Все мы едины в мнении, но ведь открыто никто не решается сказать - в
Сибирь за это! Все таятся по квартирам, шепчутся только с близкими, а на
публике изрекают то, что у г о д н о властям!
- Так ведут себя те, которым есть что терять, - ответил Дзержинский. -
Рабочему, которому терять нечего, кроме своего барака и миски пустых щей,
- бояться нечего. Он и говорит. Но говорит неумело, нескладно, ему помочь
надо - за этим я пришел к вам, пан Красовский.
- Это - как? - спросил Красовский.
Художник закурил, пожал плечами:
- Неужели не понимаешь, Адамек? Даже я, который цветом живет и формой,
все понял. Надо, чтобы ты о б л „ к. Обл„к, понимаешь? Нужна твоя форма,
которая обнимет их смысл.
- Не только это, - сказал Дзержинский. - Нам, например, было бы крайне
дорого получить от пана Красовского статью о проблеме образования в
Польше, о том, почему студенчеству запрещено изучать польский язык, нашу
историю и экономику, говорить в стенах университета по-польски; отчего
студенчество выходит на демонстрацию, каковы лозунги, основные идеи,
направленность движения, каковы чаяния молодежи.
- Об этом не напишешь так, как печатают в Кракове, - заметил
Шаплинский, - я в их "Червоном Штандаре" прочитал рассказ "Побег", как
двое бежали из Сибири, - это захватывает, это романтика борьбы, это -
дойдет, а всякие там наши исследования и рассуждения... Кому они нужны?
- Нужны, - ответил Дзержинский, - хотя бы автору "Побега".
- Вы его знаете?
- Это я писал.
Шаплинский рассмеялся:
- Адамек, он тебя загнал в угол!
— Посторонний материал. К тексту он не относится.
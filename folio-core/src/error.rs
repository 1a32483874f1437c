//! Error handling for the Folio system

use thiserror::Error;

/// Result type alias for Folio operations
pub type Result<T> = std::result::Result<T, FolioError>;

/// Main error type for the Folio system
#[derive(Error, Debug)]
pub enum FolioError {
    /// Configuration-related errors
    #[error("Configuration error: {0}")]
    Config(String),

    /// Event bus errors
    #[error("Event bus error: {0}")]
    EventBus(String),

    /// Backend transport errors (rename, save, format)
    #[error("Transport error: {0}")]
    Transport(String),

    /// Notebook state errors
    #[error("State error: {0}")]
    State(String),

    /// I/O errors
    #[error("I/O error: {0}")]
    Io(#[from] std::io::Error),

    /// JSON serialization errors
    #[error("JSON error: {0}")]
    Json(#[from] serde_json::Error),
}

impl FolioError {
    /// Create a new configuration error
    pub fn config<S: Into<String>>(msg: S) -> Self {
        Self::Config(msg.into())
    }

    /// Create a new event bus error
    pub fn event_bus<S: Into<String>>(msg: S) -> Self {
        Self::EventBus(msg.into())
    }

    /// Create a new transport error
    pub fn transport<S: Into<String>>(msg: S) -> Self {
        Self::Transport(msg.into())
    }

    /// Create a new state error
    pub fn state<S: Into<String>>(msg: S) -> Self {
        Self::State(msg.into())
    }

    /// Check if this is a recoverable error
    pub fn is_recoverable(&self) -> bool {
        match self {
            FolioError::Config(_) => false,
            FolioError::EventBus(_) => true,
            FolioError::Transport(_) => true,
            FolioError::State(_) => true,
            FolioError::Io(_) => true,
            FolioError::Json(_) => false,
        }
    }

    /// Get error severity level
    pub fn severity(&self) -> ErrorSeverity {
        match self {
            FolioError::Config(_) => ErrorSeverity::High,
            FolioError::EventBus(_) => ErrorSeverity::Medium,
            FolioError::Transport(_) => ErrorSeverity::Medium,
            FolioError::State(_) => ErrorSeverity::Medium,
            FolioError::Io(_) => ErrorSeverity::Medium,
            FolioError::Json(_) => ErrorSeverity::Low,
        }
    }
}

/// Error severity levels
#[derive(Debug, Clone, Copy, PartialEq, Eq)]
pub enum ErrorSeverity {
    Low,
    Medium,
    High,
}

impl std::fmt::Display for ErrorSeverity {
    fn fmt(&self, f: &mut std::fmt::Formatter<'_>) -> std::fmt::Result {
        match self {
            ErrorSeverity::Low => write!(f, "LOW"),
            ErrorSeverity::Medium => write!(f, "MEDIUM"),
            ErrorSeverity::High => write!(f, "HIGH"),
        }
    }
}
//! Hotkey actions and their default key bindings
//!
//! Registering the bindings with an input system is the host's job; this
//! module only maps chords such as `Mod-Shift-f` to shell actions.

use crate::{EditorError, EditorResult};
use serde::{Deserialize, Serialize};
use std::collections::HashMap;
use std::fmt;
use std::str::FromStr;

/// Shell actions reachable from the keyboard
#[derive(Debug, Clone, Copy, PartialEq, Eq, Hash, Serialize, Deserialize)]
#[serde(rename_all = "snake_case")]
pub enum HotkeyAction {
    /// Save, or ask for a name first (Mod-s)
    Save,
    /// Interrupt running cells (Mod-i)
    Interrupt,
    /// Switch between edit and present mode (Mod-.)
    TogglePresentation,
    /// Reformat every cell (Mod-Shift-f)
    FormatAll,
}

impl HotkeyAction {
    pub fn all() -> [HotkeyAction; 4] {
        [
            HotkeyAction::Save,
            HotkeyAction::Interrupt,
            HotkeyAction::TogglePresentation,
            HotkeyAction::FormatAll,
        ]
    }

    fn default_chord(self) -> &'static str {
        match self {
            HotkeyAction::Save => "Mod-s",
            HotkeyAction::Interrupt => "Mod-i",
            HotkeyAction::TogglePresentation => "Mod-.",
            HotkeyAction::FormatAll => "Mod-Shift-f",
        }
    }
}

/// A key plus modifiers; `Mod` is Ctrl or Cmd depending on the platform
#[derive(Debug, Clone, PartialEq, Eq, Hash, Serialize, Deserialize)]
pub struct KeyChord {
    pub modifier: bool,
    pub shift: bool,
    pub alt: bool,
    /// Lowercased key
    pub key: String,
}

impl KeyChord {
    /// Parse `Mod-Shift-f` style notation
    pub fn parse(chord: &str) -> EditorResult<Self> {
        let invalid = || EditorError::InvalidHotkey(chord.to_string());

        let (modifiers, key) = match chord.rsplit_once('-') {
            // "Mod--" binds the minus key
            Some((rest, "")) if rest.ends_with('-') => (&rest[..rest.len() - 1], "-"),
            Some((rest, key)) => (rest, key),
            None => ("", chord),
        };
        if key.is_empty() || key.chars().any(char::is_whitespace) {
            return Err(invalid());
        }

        let mut parsed = KeyChord {
            modifier: false,
            shift: false,
            alt: false,
            key: key.to_lowercase(),
        };
        if !modifiers.is_empty() {
            for part in modifiers.split('-') {
                let flag = match part {
                    "Mod" | "Ctrl" | "Cmd" => &mut parsed.modifier,
                    "Shift" => &mut parsed.shift,
                    "Alt" => &mut parsed.alt,
                    _ => return Err(invalid()),
                };
                if *flag {
                    return Err(invalid());
                }
                *flag = true;
            }
        }
        Ok(parsed)
    }
}

impl FromStr for KeyChord {
    type Err = EditorError;

    fn from_str(s: &str) -> Result<Self, Self::Err> {
        Self::parse(s)
    }
}

impl fmt::Display for KeyChord {
    fn fmt(&self, f: &mut fmt::Formatter<'_>) -> fmt::Result {
        if self.modifier {
            f.write_str("Mod-")?;
        }
        if self.shift {
            f.write_str("Shift-")?;
        }
        if self.alt {
            f.write_str("Alt-")?;
        }
        f.write_str(&self.key)
    }
}

/// Chord to action lookup
#[derive(Debug, Clone)]
pub struct HotkeyMap {
    bindings: HashMap<KeyChord, HotkeyAction>,
}

impl HotkeyMap {
    pub fn empty() -> Self {
        Self {
            bindings: HashMap::new(),
        }
    }

    /// Resolve a chord written in `Mod-Shift-f` notation
    pub fn resolve(&self, chord: &str) -> EditorResult<Option<HotkeyAction>> {
        let chord = KeyChord::parse(chord)?;
        Ok(self.bindings.get(&chord).copied())
    }

    /// Bind `chord` to `action`, replacing any previous binding of either
    pub fn bind(&mut self, chord: &str, action: HotkeyAction) -> EditorResult<()> {
        let chord = KeyChord::parse(chord)?;
        self.bindings.retain(|_, bound| *bound != action);
        self.bindings.insert(chord, action);
        Ok(())
    }

    /// Current chord for `action`
    pub fn binding(&self, action: HotkeyAction) -> Option<&KeyChord> {
        self.bindings
            .iter()
            .find(|(_, bound)| **bound == action)
            .map(|(chord, _)| chord)
    }
}

impl Default for HotkeyMap {
    fn default() -> Self {
        let bindings = HotkeyAction::all()
            .into_iter()
            .filter_map(|action| {
                KeyChord::parse(action.default_chord())
                    .ok()
                    .map(|chord| (chord, action))
            })
            .collect();
        Self { bindings }
    }
}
Великолепно написано, господин
Доманский, великолепно! Вам не в революцию - в литературу, перо у вас
крепкое и очень искреннее, фальши нет, без выдуманностей - устала проза от
выдумок, хочется протокольной записи жизни: этому веришь.
- Вы слишком добры, - ответил Дзержинский. - Я приучил себя браться за
то, что более всего нужно людям. Я убежден, что более всего нужна
организация и газета.
Писатель, говорят, тот, который написал вторую книгу: первую, особенно
о том, что самим пережито, создать не трудно.
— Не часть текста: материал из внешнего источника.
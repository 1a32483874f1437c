//! Document title derivation

use crate::host::TitleSink;
use std::path::Path;
use std::sync::Arc;
use tokio::sync::RwLock;

/// Title used when neither an app title nor a filename is available
pub const DEFAULT_TITLE: &str = "Untitled Notebook";

/// Title precedence: app title, then the filename's base name, then the default
pub fn derive_title(app_title: &str, filename: Option<&str>) -> String {
    if !app_title.is_empty() {
        return app_title.to_string();
    }

    filename
        .and_then(|name| Path::new(name).file_name())
        .map(|base| base.to_string_lossy().into_owned())
        .filter(|base| !base.is_empty())
        .unwrap_or_else(|| DEFAULT_TITLE.to_string())
}

/// Keeps the document title in step with the app title and filename
pub struct TitleManager {
    sink: Arc<dyn TitleSink>,
    app_title: RwLock<String>,
    current: RwLock<String>,
}

impl TitleManager {
    pub fn new(sink: Arc<dyn TitleSink>, app_title: String) -> Self {
        Self {
            sink,
            app_title: RwLock::new(app_title),
            current: RwLock::new(String::new()),
        }
    }

    pub async fn app_title(&self) -> String {
        self.app_title.read().await.clone()
    }

    /// Last title written to the sink
    pub async fn current(&self) -> String {
        self.current.read().await.clone()
    }

    /// Change the app title and recompute
    pub async fn set_app_title(&self, app_title: String, filename: Option<&str>) -> String {
        *self.app_title.write().await = app_title;
        self.refresh(filename).await
    }

    /// Recompute the title for `filename` and push it to the sink
    pub async fn refresh(&self, filename: Option<&str>) -> String {
        let title = derive_title(&self.app_title.read().await, filename);
        self.sink.set_title(&title);
        *self.current.write().await = title.clone();
        tracing::trace!("Document title set to {}", title);
        title
    }
}
//! Backend operations the shell invokes

use crate::notebook::{CellConfig, CellId};
use crate::snapshot::NotebookSnapshot;
use async_trait::async_trait;
use folio_core::Result;
use serde::{Deserialize, Serialize};
use std::collections::HashMap;

/// Payload of a save request
#[derive(Debug, Clone, PartialEq, Serialize, Deserialize)]
pub struct SaveRequest {
    pub cell_ids: Vec<CellId>,
    pub codes: Vec<String>,
    pub names: Vec<String>,
    pub filename: String,
    pub configs: Vec<CellConfig>,
    pub layout: Option<serde_json::Value>,
}

impl SaveRequest {
    pub fn new(filename: &str, snapshot: &NotebookSnapshot) -> Self {
        Self {
            cell_ids: snapshot.cell_ids().to_vec(),
            codes: snapshot.codes().to_vec(),
            names: snapshot.names().to_vec(),
            filename: filename.to_string(),
            configs: snapshot.configs().to_vec(),
            layout: snapshot.layout().cloned(),
        }
    }
}

/// Request/response operations on the backend connection
///
/// Failures carry the backend's message in [`folio_core::FolioError::Transport`].
/// Implementations do not retry.
#[async_trait]
pub trait NotebookTransport: Send + Sync {
    /// Rename the notebook; `None` detaches it from any file
    async fn send_rename(&self, filename: Option<String>) -> Result<()>;

    /// Persist the notebook
    async fn send_save(&self, request: SaveRequest) -> Result<()>;

    /// Interrupt running cells
    async fn send_interrupt(&self) -> Result<()>;

    /// Format the given cell codes, returning the formatted code per cell
    async fn send_format(&self, codes: HashMap<CellId, String>)
        -> Result<HashMap<CellId, String>>;
}
//! The notebook's persisted name

use std::sync::Arc;
use tokio::sync::RwLock;

/// Source of truth for the current filename; `None` means never saved
#[derive(Clone, Debug, Default)]
pub struct FilenameRegistry {
    filename: Arc<RwLock<Option<String>>>,
}

impl FilenameRegistry {
    pub fn new(filename: Option<String>) -> Self {
        Self {
            filename: Arc::new(RwLock::new(filename)),
        }
    }

    pub async fn get(&self) -> Option<String> {
        self.filename.read().await.clone()
    }

    pub async fn set(&self, filename: Option<String>) {
        *self.filename.write().await = filename;
    }
}
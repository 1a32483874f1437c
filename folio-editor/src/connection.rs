//! Backend connection status

use folio_core::ConnectionState;
use std::sync::Arc;
use tokio::sync::watch;

/// Current link state, pushed by the transport and read by the shell
///
/// Cloning shares the same underlying state.
#[derive(Clone, Debug)]
pub struct ConnectionStatus {
    tx: Arc<watch::Sender<ConnectionState>>,
}

impl ConnectionStatus {
    pub fn new(initial: ConnectionState) -> Self {
        let (tx, _) = watch::channel(initial);
        Self { tx: Arc::new(tx) }
    }

    pub fn current(&self) -> ConnectionState {
        *self.tx.borrow()
    }

    pub fn is_open(&self) -> bool {
        self.current().is_open()
    }

    /// Record a new state; returns whether it differed from the previous one
    pub fn set(&self, state: ConnectionState) -> bool {
        let changed = self.tx.send_if_modified(|current| {
            if *current == state {
                false
            } else {
                *current = state;
                true
            }
        });

        if changed {
            tracing::debug!("Connection state is now {}", state);
        }
        changed
    }

    /// Observe future state changes
    pub fn subscribe(&self) -> watch::Receiver<ConnectionState> {
        self.tx.subscribe()
    }
}

impl Default for ConnectionStatus {
    fn default() -> Self {
        Self::new(ConnectionState::Connecting)
    }
}
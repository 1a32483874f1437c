//! Page-close interception

use serde::{Deserialize, Serialize};

/// Message attached to a blocked close; hosts may show their own text instead
pub const UNSAVED_CHANGES_MESSAGE: &str =
    "You have unsaved changes. Are you sure you want to leave?";

#[derive(Debug, Clone, PartialEq, Eq, Serialize, Deserialize)]
pub enum UnloadDecision {
    Allow,
    Block { message: String },
}

impl UnloadDecision {
    pub fn is_blocked(&self) -> bool {
        matches!(self, UnloadDecision::Block { .. })
    }
}

/// Decides whether closing the page needs confirmation
#[derive(Debug, Clone, Copy, Default)]
pub struct UnloadGuard {
    static_mode: bool,
}

impl UnloadGuard {
    /// `static_mode` marks a read-only rendering that never blocks
    pub fn new(static_mode: bool) -> Self {
        Self { static_mode }
    }

    pub fn on_before_unload(&self, needs_save: bool) -> UnloadDecision {
        if self.static_mode || !needs_save {
            return UnloadDecision::Allow;
        }
        UnloadDecision::Block {
            message: UNSAVED_CHANGES_MESSAGE.to_string(),
        }
    }
}
//! Edit-mode shell for Folio notebooks
//!
//! The shell owns the live notebook and decides when it is dirty, when a save
//! is allowed, how renames compose with saves, and whether a page close must
//! be intercepted. Rendering, the backend transport and the host page are
//! reached only through the collaborator traits in [`host`] and [`transport`].

use folio_core::FolioError;
use thiserror::Error;

pub mod autosave;
pub mod connection;
pub mod dirty_tracker;
pub mod edit_app;
pub mod file_transport;
pub mod filename;
pub mod hotkeys;
pub mod host;
pub mod notebook;
pub mod presentation;
pub mod save_coordinator;
pub mod snapshot;
pub mod title;
pub mod transport;
pub mod unload_guard;

#[cfg(test)]
mod test_support;

pub use autosave::{AutosaveScheduler, AutosaveTarget};
pub use connection::ConnectionStatus;
pub use dirty_tracker::needs_save;
pub use edit_app::EditApp;
pub use file_transport::{FileTransport, NotebookDocument, StoredCell};
pub use filename::FilenameRegistry;
pub use hotkeys::{HotkeyAction, HotkeyMap, KeyChord};
pub use host::{
    HostServices, MemoryTitleSink, MemoryUrlParams, NamePrompt, Notifier, QueuedNamePrompt,
    TitleSink, TracingNotifier, UrlParams, FILE_PARAM,
};
pub use notebook::{Cell, CellConfig, CellId, Notebook, SharedNotebook};
pub use presentation::{OutputRegion, PresentationToggle, Rect, ViewState, VisibleRegions};
pub use save_coordinator::{SaveCoordinator, SaveOutcome, SkipReason};
pub use snapshot::{NotebookSnapshot, SavedNotebook};
pub use title::{derive_title, TitleManager, DEFAULT_TITLE};
pub use transport::{NotebookTransport, SaveRequest};
pub use unload_guard::{UnloadDecision, UnloadGuard};

/// Result type for edit-shell operations
pub type EditorResult<T> = std::result::Result<T, EditorError>;

/// Editor-specific errors
#[derive(Error, Debug)]
pub enum EditorError {
    #[error("Not connected to a kernel")]
    NotConnected,

    #[error("Rename rejected: {0}")]
    RenameRejected(String),

    #[error("Save rejected: {0}")]
    SaveRejected(String),

    #[error("Format failed: {0}")]
    FormatFailed(String),

    #[error("Cell not found: {0}")]
    CellNotFound(CellId),

    #[error(
        "Invalid snapshot: {cells} cell ids but {codes} codes, {names} names, {configs} configs"
    )]
    InvalidSnapshot {
        cells: usize,
        codes: usize,
        names: usize,
        configs: usize,
    },

    #[error("Invalid hotkey: {0}")]
    InvalidHotkey(String),

    #[error(transparent)]
    Core(#[from] FolioError),
}

impl From<EditorError> for FolioError {
    fn from(err: EditorError) -> Self {
        match err {
            EditorError::Core(inner) => inner,
            EditorError::RenameRejected(msg)
            | EditorError::SaveRejected(msg)
            | EditorError::FormatFailed(msg) => FolioError::Transport(msg),
            other => FolioError::State(other.to_string()),
        }
    }
}

/// Message a backend attached to a failed request
///
/// Transport errors carry the backend text verbatim; anything else is shown
/// with its full description.
pub(crate) fn backend_message(err: &FolioError) -> String {
    match err {
        FolioError::Transport(msg) => msg.clone(),
        other => other.to_string(),
    }
}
- Не повторяйте изречений нашего декана, - попросил Красовский, - он
обещает написать три тома рассказов, как только выйдет на пенсию. Все
отчего-то убеждены, что нет ничего легче, как описать видимое им самим, -
поди-ка опиши!
Слово - дар божий, перед ним преклоняться следует.
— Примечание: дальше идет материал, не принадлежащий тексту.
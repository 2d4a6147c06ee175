pub mod client;
mod handlers;

pub use client::{DiagnosisClient, HttpDiagnosisClient};
pub use handlers::{protected_routes, public_routes};
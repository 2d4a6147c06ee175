use std::time::Duration;

use sqlx::PgPool;
use tokio::{
    task::JoinHandle,
    time::{interval, MissedTickBehavior},
};
use tracing::{debug, error, info};

use super::repo;

/// Deletes notifications past their `expires_at` every `every`, starting
/// immediately. Failures are logged and retried on the next tick.
pub fn spawn_expiry_sweeper(db: PgPool, every: Duration) -> JoinHandle<()> {
    tokio::spawn(async move {
        let mut ticker = interval(every.max(Duration::from_secs(1)));
        ticker.set_missed_tick_behavior(MissedTickBehavior::Delay);
        loop {
            ticker.tick().await;
            match repo::delete_expired(&db).await {
                Ok(0) => debug!("no expired notifications"),
                Ok(count) => info!(count, "expired notifications removed"),
                Err(e) => error!(error = %e, "notification sweep failed"),
            }
        }
    })
}
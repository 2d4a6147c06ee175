use axum::{
    extract::{rejection::JsonRejection, Path, State},
    http::StatusCode,
    routing::{delete, get},
    Json, Router,
};
use serde::Serialize;
use serde_json::Value;
use sqlx::{FromRow, PgPool};
use time::OffsetDateTime;
use tracing::{instrument, warn};
use uuid::Uuid;

use super::text_id;
use crate::{
    auth::{Identity, MessageResponse},
    error::{ApiError, StoreError},
    state::AppState,
};

#[derive(Debug, Clone, Serialize, FromRow)]
#[serde(rename_all = "camelCase")]
pub struct SavedWeek {
    #[serde(rename = "_id")]
    pub id: Uuid,
    pub user_id: Uuid,
    pub week: i32,
    #[serde(with = "time::serde::rfc3339")]
    pub saved_at: OffsetDateTime,
}

pub fn router() -> Router<AppState> {
    Router::new()
        .route("/", get(list).post(save))
        .route("/:week", delete(remove))
}

/// Week numbers arrive as JSON numbers or numeric strings.
fn parse_week(value: Option<&Value>) -> Result<i32, ApiError> {
    let raw = text_id(value).ok_or_else(|| ApiError::bad_request("Week number is required"))?;
    match raw.parse::<i32>() {
        Ok(0) => Err(ApiError::bad_request("Week number is required")),
        Ok(week) if week > 0 => Ok(week),
        _ => Err(ApiError::bad_request("Week must be a positive number")),
    }
}

#[instrument(skip(state))]
pub async fn list(
    State(state): State<AppState>,
    identity: Identity,
) -> Result<Json<Vec<SavedWeek>>, ApiError> {
    let rows = sqlx::query_as::<_, SavedWeek>(
        r#"
        SELECT id, user_id, week, saved_at
        FROM saved_weeks
        WHERE user_id = $1
        ORDER BY week ASC
        "#,
    )
    .bind(identity.user_id)
    .fetch_all(&state.db)
    .await
    .map_err(StoreError::from)?;
    Ok(Json(rows))
}

async fn insert(db: &PgPool, user_id: Uuid, week: i32) -> Result<Option<SavedWeek>, StoreError> {
    let row = sqlx::query_as::<_, SavedWeek>(
        r#"
        INSERT INTO saved_weeks (id, user_id, week)
        VALUES ($1, $2, $3)
        ON CONFLICT (user_id, week) DO NOTHING
        RETURNING id, user_id, week, saved_at
        "#,
    )
    .bind(Uuid::new_v4())
    .bind(user_id)
    .bind(week)
    .fetch_optional(db)
    .await?;
    Ok(row)
}

#[instrument(skip(state, body))]
pub async fn save(
    State(state): State<AppState>,
    identity: Identity,
    body: Result<Json<Value>, JsonRejection>,
) -> Result<(StatusCode, Json<SavedWeek>), ApiError> {
    let Json(body) = body?;
    let week = parse_week(body.get("week"))?;
    let saved = insert(&state.db, identity.user_id, week)
        .await?
        .ok_or_else(|| {
            warn!(user_id = %identity.user_id, week, "week already saved");
            ApiError::conflict("Week already saved")
        })?;
    Ok((StatusCode::CREATED, Json(saved)))
}

#[instrument(skip(state))]
pub async fn remove(
    State(state): State<AppState>,
    identity: Identity,
    Path(week): Path<String>,
) -> Result<Json<MessageResponse>, ApiError> {
    let not_found = || ApiError::not_found("Saved week not found");
    let week: i32 = week.trim().parse().map_err(|_| not_found())?;

    let res = sqlx::query("DELETE FROM saved_weeks WHERE user_id = $1 AND week = $2")
        .bind(identity.user_id)
        .bind(week)
        .execute(&state.db)
        .await
        .map_err(StoreError::from)?;
    if res.rows_affected() == 0 {
        return Err(not_found());
    }
    Ok(Json(MessageResponse::new("Week removed from saved items")))
}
- Поэтому я к вам и пришел, - ответил Дзержинский.
- Я только не совсем понимаю, - задумчиво произнес Красовский, - как
следует писать для вашей газеты? Я привык работать для академических
журналов, рассчитывая на подготовленную аудиторию.
- У вас дети есть? - спросил Дзержинский.
- У меня внуки есть.
- Сколько им лет?
- Пятнадцать и семнадцать.
- Это самый чистый и смелый возраст. Вот и пишите для них.
- Не хочу подставляться, - задумчиво ответил Красовский, - я под удар
коллег подставлюсь.
- Подставляются - в играх, - жестко ответил Дзержинский. - В
литературе, как и в революции, нельзя подставиться. Здесь гибнут: одни для
того, чтобы остаться навечно, другие - чтобы исчезнуть.
Красовский вскинул детские, испуганные глаза и наново обнял тоненькую
фигурку Дзержинского, его лихорадочно горевшие скулы, ранние морщинки в
уголках рта, нервные пальцы несостоявшегося пианиста.
- Да, - сказал Красовский, - отлито в бронзу. Можно брать в эпиграф...
- Жаль, что я вам не могу быть полезен со своими пейзажами, - заметил
Шаплинский, - я готов помогать чем надо.
- Спасибо, пан Игнацы, - сказал Дзержинский, - спасибо вам. Пейзаж -
это тоже революция, потому что в ваших пейзажах столько сокрыто тревоги,
ожидания бури, что понятны они людям, вы свои чувства выражаете открыто.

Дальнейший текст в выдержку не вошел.